Compiles Carmi files (xxx.carmi.js
) automatically using Babel. It reserves the external modules, required by require
,
in order to help bundlers (like webpack) understand dependencies across Carmi models (and to help them watch the files).
// @carmi
const { root } = require("carmi");
const { second } = require("./anotherModel.carmi.js");
module.exports = { first: root.get(0), second };
turns to:
require("carmi");
require("./anotherModel.camri.js");
module.exports = CARMI_COMPILATION_RESULT;
Add this plugin to your .babelrc
:
{
... babel conf ...,
"plugins": ["carmi/babel"]
}
Now you're set! 💰
Compiles Carmi files on the fly with a fly webpack loader.
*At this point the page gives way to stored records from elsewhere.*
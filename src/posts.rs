/// Event and notice posts
///
/// Creation goes through the same idempotent, audited machinery as the
/// moderation pipeline: role gate, profile gate, marker lookup, mutation,
/// audit and marker write in one transaction.
use crate::audit::{self, AuditAction};
use crate::db::{parse_ts, ts};
use crate::error::{ClubError, ClubResult};
use crate::idempotency::{self, IdempotentOutcome};
use crate::members::Member;
use crate::rbac::{self, Action, ResourceKind};
use crate::time_policy::compute_vote_close_at;
use chrono::{DateTime, Utc};
use serde::{Deserialize, Serialize};
use sqlx::{Row, SqlitePool};
use uuid::Uuid;

/// Post kinds
#[derive(Debug, Clone, Copy, PartialEq, Eq, Serialize, Deserialize)]
#[serde(rename_all = "lowercase")]
pub enum PostType {
    Event,
    Notice,
    Free,
}

impl PostType {
    pub fn as_str(&self) -> &'static str {
        match self {
            PostType::Event => "event",
            PostType::Notice => "notice",
            PostType::Free => "free",
        }
    }

    pub fn from_str(s: &str) -> ClubResult<Self> {
        match s.to_lowercase().as_str() {
            "event" => Ok(PostType::Event),
            "notice" => Ok(PostType::Notice),
            "free" => Ok(PostType::Free),
            _ => Err(ClubError::Validation(format!("Invalid post type: {}", s))),
        }
    }
}

/// A post document. Vote fields are only populated for events.
#[derive(Debug, Clone, Serialize, Deserialize)]
pub struct Post {
    pub id: String,
    pub club_id: String,
    pub post_type: PostType,
    pub event_type: Option<String>,
    pub title: String,
    pub content: String,
    pub place: Option<String>,
    pub start_at: Option<DateTime<Utc>>,
    pub vote_close_at: Option<DateTime<Utc>>,
    pub vote_closed: Option<bool>,
    pub vote_closed_at: Option<DateTime<Utc>>,
    pub vote_closed_by: Option<String>,
    pub comment_count: i64,
    pub created_by: String,
    pub created_at: DateTime<Utc>,
    pub updated_at: DateTime<Utc>,
}

/// Input for event creation
#[derive(Debug, Clone, Deserialize)]
pub struct CreateEventInput {
    pub event_type: String,
    pub title: String,
    pub content: String,
    pub place: String,
    pub start_at: DateTime<Utc>,
}

/// Result of event creation, stored verbatim as the idempotency marker
#[derive(Debug, Clone, Serialize, Deserialize)]
#[serde(rename_all = "camelCase")]
pub struct CreateEventResult {
    pub post_id: String,
    pub vote_close_at: DateTime<Utc>,
}

/// Result of notice creation
#[derive(Debug, Clone, Serialize, Deserialize)]
#[serde(rename_all = "camelCase")]
pub struct CreateNoticeResult {
    pub id: String,
}

/// Post manager
#[derive(Clone)]
pub struct PostManager {
    db: SqlitePool,
    club_id: String,
}

impl PostManager {
    pub fn new(db: SqlitePool, club_id: String) -> Self {
        Self { db, club_id }
    }

    /// Create an event post. The vote-close instant is derived from the
    /// start instant by the time policy and stamped at creation.
    pub async fn create_event(
        &self,
        actor: &Member,
        input: &CreateEventInput,
        request_id: &str,
    ) -> ClubResult<IdempotentOutcome<CreateEventResult>> {
        idempotency::require_request_id(request_id)?;
        self.check_club(actor)?;

        if !rbac::can(actor.role, Action::Create, ResourceKind::Event) {
            return Err(ClubError::Authorization(format!(
                "Role {} may not create events",
                actor.role.as_str()
            )));
        }
        if !rbac::has_required_profile(actor) {
            return Err(ClubError::Authorization(
                "A complete profile (real name, phone) is required to create events".to_string(),
            ));
        }
        if input.title.trim().is_empty() {
            return Err(ClubError::Validation("Title is required".to_string()));
        }

        match self.create_event_tx(actor, input, request_id).await {
            Ok(outcome) => Ok(outcome),
            Err(e) if idempotency::is_unique_violation(&e) => {
                let stored =
                    idempotency::replay_after_race(&self.db, &self.club_id, request_id).await?;
                let result = serde_json::from_value(stored)
                    .map_err(|e| ClubError::Internal(format!("Corrupt stored result: {}", e)))?;
                Ok(IdempotentOutcome {
                    result,
                    replayed: true,
                })
            }
            Err(e) => Err(e),
        }
    }

    async fn create_event_tx(
        &self,
        actor: &Member,
        input: &CreateEventInput,
        request_id: &str,
    ) -> ClubResult<IdempotentOutcome<CreateEventResult>> {
        let mut tx = self.db.begin().await?;

        if let Some(stored) = idempotency::lookup(&mut *tx, &self.club_id, request_id).await? {
            let result = serde_json::from_value(stored)
                .map_err(|e| ClubError::Internal(format!("Corrupt stored result: {}", e)))?;
            return Ok(IdempotentOutcome {
                result,
                replayed: true,
            });
        }

        let post_id = Uuid::new_v4().to_string();
        let now = Utc::now();
        let vote_close_at = compute_vote_close_at(input.start_at);

        sqlx::query(
            r#"
            INSERT INTO posts
            (id, club_id, post_type, event_type, title, content, place,
             start_at, vote_close_at, created_by, created_at, updated_at)
            VALUES (?, ?, 'event', ?, ?, ?, ?, ?, ?, ?, ?, ?)
            "#,
        )
        .bind(&post_id)
        .bind(&self.club_id)
        .bind(&input.event_type)
        .bind(&input.title)
        .bind(&input.content)
        .bind(&input.place)
        .bind(ts(input.start_at))
        .bind(ts(vote_close_at))
        .bind(&actor.id)
        .bind(ts(now))
        .bind(ts(now))
        .execute(&mut *tx)
        .await?;

        audit::record_action(
            &mut *tx,
            &self.club_id,
            &post_id,
            AuditAction::CreateEvent,
            &actor.id,
            None,
            request_id,
        )
        .await?;

        let result = CreateEventResult {
            post_id,
            vote_close_at,
        };
        let stored = serde_json::to_value(&result)
            .map_err(|e| ClubError::Internal(format!("Result serialization: {}", e)))?;
        idempotency::record(&mut *tx, &self.club_id, request_id, &stored).await?;

        tx.commit().await?;

        Ok(IdempotentOutcome {
            result,
            replayed: false,
        })
    }

    /// Create a notice post. Push fan-out is the caller's job and only runs
    /// when the outcome was not replayed.
    pub async fn create_notice(
        &self,
        actor: &Member,
        title: &str,
        content: &str,
        request_id: &str,
    ) -> ClubResult<IdempotentOutcome<CreateNoticeResult>> {
        idempotency::require_request_id(request_id)?;
        self.check_club(actor)?;

        if !rbac::can(actor.role, Action::Create, ResourceKind::Notice) {
            return Err(ClubError::Authorization(format!(
                "Role {} may not create notices",
                actor.role.as_str()
            )));
        }
        if !rbac::has_required_profile(actor) {
            return Err(ClubError::Authorization(
                "A complete profile (real name, phone) is required to create notices".to_string(),
            ));
        }
        if title.trim().is_empty() {
            return Err(ClubError::Validation("Title is required".to_string()));
        }

        match self.create_notice_tx(actor, title, content, request_id).await {
            Ok(outcome) => Ok(outcome),
            Err(e) if idempotency::is_unique_violation(&e) => {
                let stored =
                    idempotency::replay_after_race(&self.db, &self.club_id, request_id).await?;
                let result = serde_json::from_value(stored)
                    .map_err(|e| ClubError::Internal(format!("Corrupt stored result: {}", e)))?;
                Ok(IdempotentOutcome {
                    result,
                    replayed: true,
                })
            }
            Err(e) => Err(e),
        }
    }

    async fn create_notice_tx(
        &self,
        actor: &Member,
        title: &str,
        content: &str,
        request_id: &str,
    ) -> ClubResult<IdempotentOutcome<CreateNoticeResult>> {
        let mut tx = self.db.begin().await?;

        if let Some(stored) = idempotency::lookup(&mut *tx, &self.club_id, request_id).await? {
            let result = serde_json::from_value(stored)
                .map_err(|e| ClubError::Internal(format!("Corrupt stored result: {}", e)))?;
            return Ok(IdempotentOutcome {
                result,
                replayed: true,
            });
        }

        let id = Uuid::new_v4().to_string();
        let now = Utc::now();

        sqlx::query(
            r#"
            INSERT INTO posts
            (id, club_id, post_type, title, content, created_by, created_at, updated_at)
            VALUES (?, ?, 'notice', ?, ?, ?, ?, ?)
            "#,
        )
        .bind(&id)
        .bind(&self.club_id)
        .bind(title)
        .bind(content)
        .bind(&actor.id)
        .bind(ts(now))
        .bind(ts(now))
        .execute(&mut *tx)
        .await?;

        audit::record_action(
            &mut *tx,
            &self.club_id,
            &id,
            AuditAction::CreateNotice,
            &actor.id,
            None,
            request_id,
        )
        .await?;

        let result = CreateNoticeResult { id };
        let stored = serde_json::to_value(&result)
            .map_err(|e| ClubError::Internal(format!("Result serialization: {}", e)))?;
        idempotency::record(&mut *tx, &self.club_id, request_id, &stored).await?;

        tx.commit().await?;

        Ok(IdempotentOutcome {
            result,
            replayed: false,
        })
    }

    /// Get a post by id
    pub async fn get(&self, post_id: &str) -> ClubResult<Option<Post>> {
        let row = sqlx::query(
            r#"
            SELECT id, club_id, post_type, event_type, title, content, place,
                   start_at, vote_close_at, vote_closed, vote_closed_at, vote_closed_by,
                   comment_count, created_by, created_at, updated_at
            FROM posts
            WHERE id = ? AND club_id = ?
            "#,
        )
        .bind(post_id)
        .bind(&self.club_id)
        .fetch_optional(&self.db)
        .await?;

        row.map(Self::parse_post).transpose()
    }

    /// Get a post, failing with NotFound when absent
    pub async fn require(&self, post_id: &str) -> ClubResult<Post> {
        self.get(post_id)
            .await?
            .ok_or_else(|| ClubError::NotFound(format!("Post {} not found", post_id)))
    }

    /// Operational override of an event's vote-close instant.
    /// Role-gated; does not touch the closed flag.
    pub async fn override_vote_close_at(
        &self,
        actor: &Member,
        post_id: &str,
        new_close_at: DateTime<Utc>,
    ) -> ClubResult<()> {
        self.check_club(actor)?;
        if !rbac::can(actor.role, Action::OverrideClose, ResourceKind::Event) {
            return Err(ClubError::Authorization(format!(
                "Role {} may not override the vote window",
                actor.role.as_str()
            )));
        }

        let result = sqlx::query(
            r#"
            UPDATE posts
            SET vote_close_at = ?, updated_at = ?
            WHERE id = ? AND club_id = ? AND post_type = 'event'
            "#,
        )
        .bind(ts(new_close_at))
        .bind(ts(Utc::now()))
        .bind(post_id)
        .bind(&self.club_id)
        .execute(&self.db)
        .await?;

        if result.rows_affected() == 0 {
            return Err(ClubError::NotFound(format!("Event {} not found", post_id)));
        }

        Ok(())
    }

    fn check_club(&self, actor: &Member) -> ClubResult<()> {
        if actor.club_id != self.club_id {
            return Err(ClubError::Authorization(format!(
                "Member {} does not belong to this club",
                actor.id
            )));
        }
        Ok(())
    }

    fn parse_post(row: sqlx::sqlite::SqliteRow) -> ClubResult<Post> {
        let post_type_str: String = row.get("post_type");
        let opt_ts = |row: &sqlx::sqlite::SqliteRow, col: &str| -> ClubResult<Option<DateTime<Utc>>> {
            row.try_get::<Option<String>, _>(col)
                .map_err(ClubError::from)?
                .map(|s| parse_ts(&s))
                .transpose()
        };

        let created_at_str: String = row.get("created_at");
        let updated_at_str: String = row.get("updated_at");

        Ok(Post {
            id: row.get("id"),
            club_id: row.get("club_id"),
            post_type: PostType::from_str(&post_type_str)?,
            event_type: row.get("event_type"),
            title: row.get("title"),
            content: row.get("content"),
            place: row.get("place"),
            start_at: opt_ts(&row, "start_at")?,
            vote_close_at: opt_ts(&row, "vote_close_at")?,
            vote_closed: row.get::<Option<bool>, _>("vote_closed"),
            vote_closed_at: opt_ts(&row, "vote_closed_at")?,
            vote_closed_by: row.get("vote_closed_by"),
            comment_count: row.get("comment_count"),
            created_by: row.get("created_by"),
            created_at: parse_ts(&created_at_str)?,
            updated_at: parse_ts(&updated_at_str)?,
        })
    }
}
Add this to your webpack configurations:
module: {
rules: [
{
test: /\.carmi\.js$/,
exclude: /(node_modules|bower_components)/,
use: {
loader: 'carmi/loader',
options: {
// Carmi options...
}
}
}
]
}
debug
: Add debug function to the generated code.
type-check
: Add static type checking to the generated code.
no-cache
: Cache will be ignored. (It could noticeably affect the build time)
cache-scenario
(mtime
(default) | git-hash
): Specify which cache scenario you want to use. Each of scenario is collection all dependencies of the entry file and checking if at least one of it was updated. Then cache will be ignored and carmi will compile file from the scratch. The difference is how carmi checks which dependency was updated. mtime option will check last modified date of the file. But it won't work for cases when you are going to git clone
project before each build since git doesn't contain a created/modified file metadata. For this cases git-hash option could be useful. It collects state based on git hash of each dependency and invalidate file if some of hash was updated (usually it happens after each git tree modification.) (Will be ignored if no-cache option is enabled)
ast
: Add AST to the output for debug purposes.
Then you can just require('./model.carmi.js')
like a boss
const modelBuilder = require("carmi/loader!./model.carmi.js");
// modelBuilder is the carmi builder function!